CourtMissouri Court of Appeals

Powell & Jones, Dexter, for defendant-appellant.

Henson & Henson, Poplar Bluff, for plaintiffs-respondent.

RUARK, Judge.

This is an appeal by the defendant from an adverse judgment in an ejectment suit. The facts are that in 1955 defendant Mikie Lou Bingham's predecessor in title gave a mortgage deed of trust to P. C. Hays as trustee, to secure to the Poplar Bluff Loan & Building Association the payment of a note for $3,200 in monthly installments of $35. The deed of trust was in the usual form with acceleration clause and power of sale and, in addition, contained what is known as the 'landlord and tenant clause' (more of that later). The defendant purchased such property for a total consideration of $4,250, cash $1,160, and subject to such loan. She thereafter made extensive improvements, and the property at time of foreclosure was reasonably worth from $7,000 to $12,000. The contractor who made the improvements testified to a value of $10,000. It was testified that on October 30, 1958, the mortgagee wrote to Mrs. Bingham stating that her account was five months delinquent and that unless substantial payment was made before November 10 foreclosure proceedings would be started. Mrs. Bingham says she never got the letter, although she does not contend her payments were not delinquent. First publication of notice of sale in the name of the trustee was made on November 21. This called for sale on December 13 following.

On November 21, 1958, the day of the first publication of notice of foreclosure, the mortgagee wrote the defendant a letter as follows:

'Dear Borrower:

'We have this week paid the premium on your fire and extended coverage insurance on your home property as shown on the enclosed receipt notice from Clevlen Ins. Agcy.

'The premium notice gives the expiration date of your new policy, amount of coverage, policy number, property covered and amount of premium. Pleas check this receipt for any possible error, and keep same for your files.

'Your insurance premium has been charged against your Insurance and Tax Account No. 1767 as per agreement in your loan contract with the Association. When you make your next monthly loan payment we will record the insurance charge in your loan book.

'It has been a pleasure to serve you.'

No notice of sale (other than the regular publication aforementioned) was given to the defendant owner, the record mortgagor, or to the holder of a junior mortgage. Defendant testified she knew nothing about the foreclosure. She had left her home (the premises involved) on the Thursday prior to December 13 and was visiting in Kennett on that day. The notice of sale was prepared by the manager of the Loan & Building Association and the newspaper office personnel. Hays, the trustee, was used regularly by the Loan & Building as trustee. However, he had not been actually and specifically requested to make the sale, did not insert the notice of sale, and did not know anything about it until he read it in the paper. He was requested or reminded on the day of the sale and he did appear and conduct the sale on December 13.

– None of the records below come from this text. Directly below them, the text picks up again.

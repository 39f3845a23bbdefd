use std::collections::HashMap;

#[derive(Debug, Clone)]
pub struct DbscanConfig {
    pub epsilon: f64,
    pub min_cluster_size: usize,
}

#[derive(Debug, Clone)]
pub struct KMeansConfig {
    pub num_clusters: usize,
    pub max_iterations: usize,
}

/// Clustering strategy configuration; consolidation runs at most one of
/// these per pass (DBSCAN or k-means), driven by which config the caller
/// supplies.
#[derive(Debug, Clone)]
pub enum ClusterStrategy {
    Dbscan(DbscanConfig),
    KMeans(KMeansConfig),
}

fn euclidean(a: &[f32], b: &[f32]) -> f64 {
    a.iter()
        .zip(b)
        .map(|(x, y)| ((x - y) * (x - y)) as f64)
        .sum::<f64>()
        .sqrt()
}

/// Label `-1` means noise (DBSCAN) or unreached (defensive default); all
/// other labels are cluster indices starting at 0.
pub fn dbscan(points: &[(String, Vec<f32>)], config: &DbscanConfig) -> HashMap<String, i32> {
    let n = points.len();
    let mut labels = vec![-1i32; n];
    let mut visited = vec![false; n];
    let mut next_cluster = 0i32;

    let neighbors = |i: usize| -> Vec<usize> {
        (0..n)
            .filter(|&j| j != i && euclidean(&points[i].1, &points[j].1) <= config.epsilon)
            .collect()
    };

    for i in 0..n {
        if visited[i] {
            continue;
        }
        visited[i] = true;
        let mut seed_set = neighbors(i);
        if seed_set.len() + 1 < config.min_cluster_size {
            continue; // stays noise (-1)
        }
        labels[i] = next_cluster;
        let mut idx = 0;
        while idx < seed_set.len() {
            let j = seed_set[idx];
            if !visited[j] {
                visited[j] = true;
                let j_neighbors = neighbors(j);
                if j_neighbors.len() + 1 >= config.min_cluster_size {
                    for n in j_neighbors {
                        if !seed_set.contains(&n) {
                            seed_set.push(n);
                        }
                    }
                }
            }
            if labels[j] == -1 {
                labels[j] = next_cluster;
            }
            idx += 1;
        }
        next_cluster += 1;
    }

    points
        .iter()
        .enumerate()
        .map(|(i, (id, _))| (id.clone(), labels[i]))
        .collect()
}

/// Deterministic k-means: initial centroids are the first `num_clusters`
/// distinct points in input order, so the same input always produces the
/// same clustering without needing a seeded RNG.
pub fn kmeans(points: &[(String, Vec<f32>)], config: &KMeansConfig) -> HashMap<String, i32> {
    if points.is_empty() || config.num_clusters == 0 {
        return HashMap::new();
    }
    let k = config.num_clusters.min(points.len());
    let dim = points[0].1.len();
    let mut centroids: Vec<Vec<f32>> = points.iter().take(k).map(|(_, v)| v.clone()).collect();
    let mut assignment = vec![0usize; points.len()];

    for _ in 0..config.max_iterations.max(1) {
        let mut changed = false;
        for (i, (_, v)) in points.iter().enumerate() {
            let mut best = 0usize;
            let mut best_dist = f64::MAX;
            for (c, centroid) in centroids.iter().enumerate() {
                let d = euclidean(v, centroid);
                if d < best_dist {
                    best_dist = d;
                    best = c;
                }
            }
            if assignment[i] != best {
                assignment[i] = best;
                changed = true;
            }
        }

        let mut sums = vec![vec![0f32; dim]; k];
        let mut counts = vec![0usize; k];
        for (i, (_, v)) in points.iter().enumerate() {
            let c = assignment[i];
            counts[c] += 1;
            for d in 0..dim {
                sums[c][d] += v[d];
            }
        }
        for c in 0..k {
            if counts[c] > 0 {
                for d in 0..dim {
                    centroids[c][d] = sums[c][d] / counts[c] as f32;
                }
            }
        }

        if !changed {
            break;
        }
    }

    points
        .iter()
        .enumerate()
        .map(|(i, (id, _))| (id.clone(), assignment[i] as i32))
        .collect()
}

#[cfg(test)]
mod tests {
    use super::*;

    #[test]
    fn dbscan_groups_close_points() {
        let points = vec![
            ("a".to_string(), vec![0.0, 0.0]),
            ("b".to_string(), vec![0.1, 0.0]),
            ("c".to_string(), vec![10.0, 10.0]),
        ];
        let labels = dbscan(
            &points,
            &DbscanConfig {
                epsilon: 0.5,
                min_cluster_size: 2,
            },
        );
        assert_eq!(labels["a"], labels["b"]);
        assert_eq!(labels["c"], -1);
    }

    #[test]
    fn kmeans_separates_two_groups() {
        let points = vec![
            ("a".to_string(), vec![0.0, 0.0]),
            ("b".to_string(), vec![0.1, 0.0]),
            ("c".to_string(), vec![10.0, 10.0]),
            ("d".to_string(), vec![10.1, 10.0]),
        ];
        let labels = kmeans(
            &points,
            &KMeansConfig {
                num_clusters: 2,
                max_iterations: 10,
            },
        );
        assert_eq!(labels["a"], labels["b"]);
        assert_eq!(labels["c"], labels["d"]);
        assert_ne!(labels["a"], labels["c"]);
    }
}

The deed of trust and the notice called for sale 'at the West Front Door of the Court House.' There were in fact a sort of vestibule, the front door, a short flight of stairs, and an inner door. The sale was actually held just inside the outer door. There were present ten to fifteen people in this place. The trustee read the notice (the notice was not read outside the front door), and one J. L. Raulston became the highest bidder and purchaser for $3,650. Defendant offered to prove that it was 70 feet from the east side of the street to the door and that at the time of the sale people were walking along the street. This offer was refused.

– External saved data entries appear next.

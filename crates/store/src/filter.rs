use std::collections::BTreeSet;

use crate::element::ElementType;

/// Query filter for `ElementStore::list`: filters by type, active state,
/// and tags, all combined with AND semantics.
#[derive(Debug, Clone, Default)]
pub struct ListFilter {
    pub element_type: Option<ElementType>,
    pub active: Option<bool>,
    pub tags: BTreeSet<String>,
    pub offset: usize,
    pub limit: Option<usize>,
}

impl ListFilter {
    pub fn matches(&self, elem: &crate::element::Element) -> bool {
        if let Some(t) = self.element_type {
            if elem.element_type != t {
                return false;
            }
        }
        if let Some(active) = self.active {
            if elem.active != active {
                return false;
            }
        }
        self.tags.iter().all(|tag| elem.tags.contains(tag))
    }
}

#[cfg(test)]
mod tests {
    use super::*;
    use crate::element::{Element, ElementBody};
    use chrono::Utc;

    fn elem(tags: &[&str], active: bool) -> Element {
        Element {
            id: "e".into(),
            element_type: ElementType::Skill,
            name: "n".into(),
            description: String::new(),
            version: "1.0.0".into(),
            author: "a".into(),
            tags: tags.iter().map(|t| t.to_string()).collect(),
            created_at: Utc::now(),
            updated_at: Utc::now(),
            active,
            body: ElementBody::Skill {
                procedures: vec![],
                extra: serde_json::Value::Null,
            },
        }
    }

    #[test]
    fn tags_are_and_semantics() {
        let filter = ListFilter {
            tags: BTreeSet::from(["a".to_string(), "b".to_string()]),
            ..Default::default()
        };
        assert!(filter.matches(&elem(&["a", "b", "c"], true)));
        assert!(!filter.matches(&elem(&["a"], true)));
    }

    #[test]
    fn active_filter_excludes_inactive() {
        let filter = ListFilter {
            active: Some(true),
            ..Default::default()
        };
        assert!(!filter.matches(&elem(&[], false)));
    }
}
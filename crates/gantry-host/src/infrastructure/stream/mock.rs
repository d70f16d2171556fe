//! In-memory recording sink for tests.
//!
//! Lets tests assert on the exact byte sequence the dispatcher wrote,
//! including line endings and response ordering, without touching stdout.

use std::sync::Mutex;

use gantry_core::{OutputSink, SinkError};

/// An [`OutputSink`] that accumulates everything written to it.
#[derive(Debug, Default)]
pub struct BufferSink {
    buffer: Mutex<String>,
}

impl BufferSink {
    pub fn new() -> Self {
        Self::default()
    }

    /// Returns a copy of everything written so far.
    pub fn contents(&self) -> String {
        self.buffer.lock().expect("lock poisoned").clone()
    }

    /// Returns the accumulated output split into newline-terminated
    /// fragments, terminators included.
    pub fn lines(&self) -> Vec<String> {
        self.contents()
            .split_inclusive('\n')
            .map(|l| l.to_string())
            .collect()
    }

    /// Clears the buffer and returns what it held.
    pub fn take(&self) -> String {
        std::mem::take(&mut *self.buffer.lock().expect("lock poisoned"))
    }
}

impl OutputSink for BufferSink {
    fn write(&self, text: &str) -> Result<(), SinkError> {
        self.buffer.lock().map_err(|_| SinkError::Closed)?.push_str(text);
        Ok(())
    }
}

On December 18, 1958, (five days after the sael) Raulston entered into 'Articles of Agreement for Warranty Deed,' whereby he contracted to sell the newly bought residence to the Hrovats for the sum of $7,000, payable $500 in cash paid, $4,500 on the following January 1, and a second deed of trust for $2,000. The Hrovats are the plaintiffs in this ejectment suit. Their written contract of purchase did not specifically provide that the Hrovats would take possession, although it did specify that in case of default in payment as provided by the contract the seller could re-enter and take possession. Over the objection of the defendant, the plaintiffs testified to a separate parol agreement with Raulston that they should take possession immediately.

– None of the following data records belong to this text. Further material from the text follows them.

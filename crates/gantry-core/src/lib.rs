//! # gantry-core
//!
//! Shared library for Gantry containing the line reliability protocol,
//! command tokenization, and the command model handed to control modules.
//!
//! This crate is consumed by the host application (`gantry-host`). It has
//! zero dependencies on OS APIs, file systems, or I/O channels: everything
//! here operates on text already framed into lines by the transport.
//!
//! # Protocol overview
//!
//! Gantry ingests the line-oriented command language spoken by CNC and
//! 3D-printer control software. One line of input looks like:
//!
//! ```text
//! N42 G1 X10 Y-2.5 M104 S200*93
//! ^^^                        ^^^
//! sequence number            XOR checksum
//! ```
//!
//! The `N<seq>…*<checksum>` framing (the *reliability envelope*) provides
//! in-order delivery detection and corruption detection over channels that
//! guarantee neither, such as raw serial links. A corrupted or out-of-order
//! line is discarded whole and the sender is asked to retransmit, starting
//! at the next expected sequence number.
//!
//! This crate defines:
//!
//! - **`protocol`** – envelope validation ([`protocol::validator`]), line
//!   tokenization ([`protocol::splitter`]), and the textual response frames
//!   written back to the sender ([`protocol::response`]).
//!
//! - **`command`** – the [`command::record::CommandRecord`]: the structured,
//!   mutable view of one command token that is published to subscribed
//!   control modules.
//!
//! - **`stream`** – the [`stream::OutputSink`] seam through which every
//!   response and free-form report reaches the sender. Real sinks (console,
//!   file) live in the host crate.

pub mod command;
pub mod protocol;
pub mod stream;

// Re-export the most-used types at the crate root so callers can write
// `gantry_core::CommandRecord` instead of the full module path.
pub use command::record::CommandRecord;
pub use protocol::splitter::{split_commands, strip_comment};
pub use protocol::validator::{LineValidator, LineVerdict, SEQUENCE_UNSET};
pub use stream::{NullSink, OutputSink, SinkError};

As to the pleadings: The petition in ejectment is of the standard variety. It did not allege any notice or demand for possession. The amended answer admits that defendant is in possession and denies the plaintiffs are entitled thereto. For further answer defendant pleads the execution of the mortgage and her purchase subject thereto. She states that thereafter she gave a junior mortgage to one Horne; that the foreclosure was without notice to either herself or Horne; that out of the proceeds of the foreclosure the first mortgage was paid; that the sale was held inside and near the west door of the courthouse, instead of the outside, and was not publicly announced outside; that the bid received at foreclosure was grossly inadequate in respect to the market price; that plaintiffs are not bona fide purchasers for value; that within one week after the sale defendant learned of it and that J. L. Raulston, the purchaser at the foreclosure sale, verbally agreed to reconvey the property to her for $4,650 but that he thereafter refused to do so; that defendant has at all times been, and is, ready and willing to reimburse Raulston for the full amount of his bid upon his reconveying the property to her; that the sale was fraudulent and void.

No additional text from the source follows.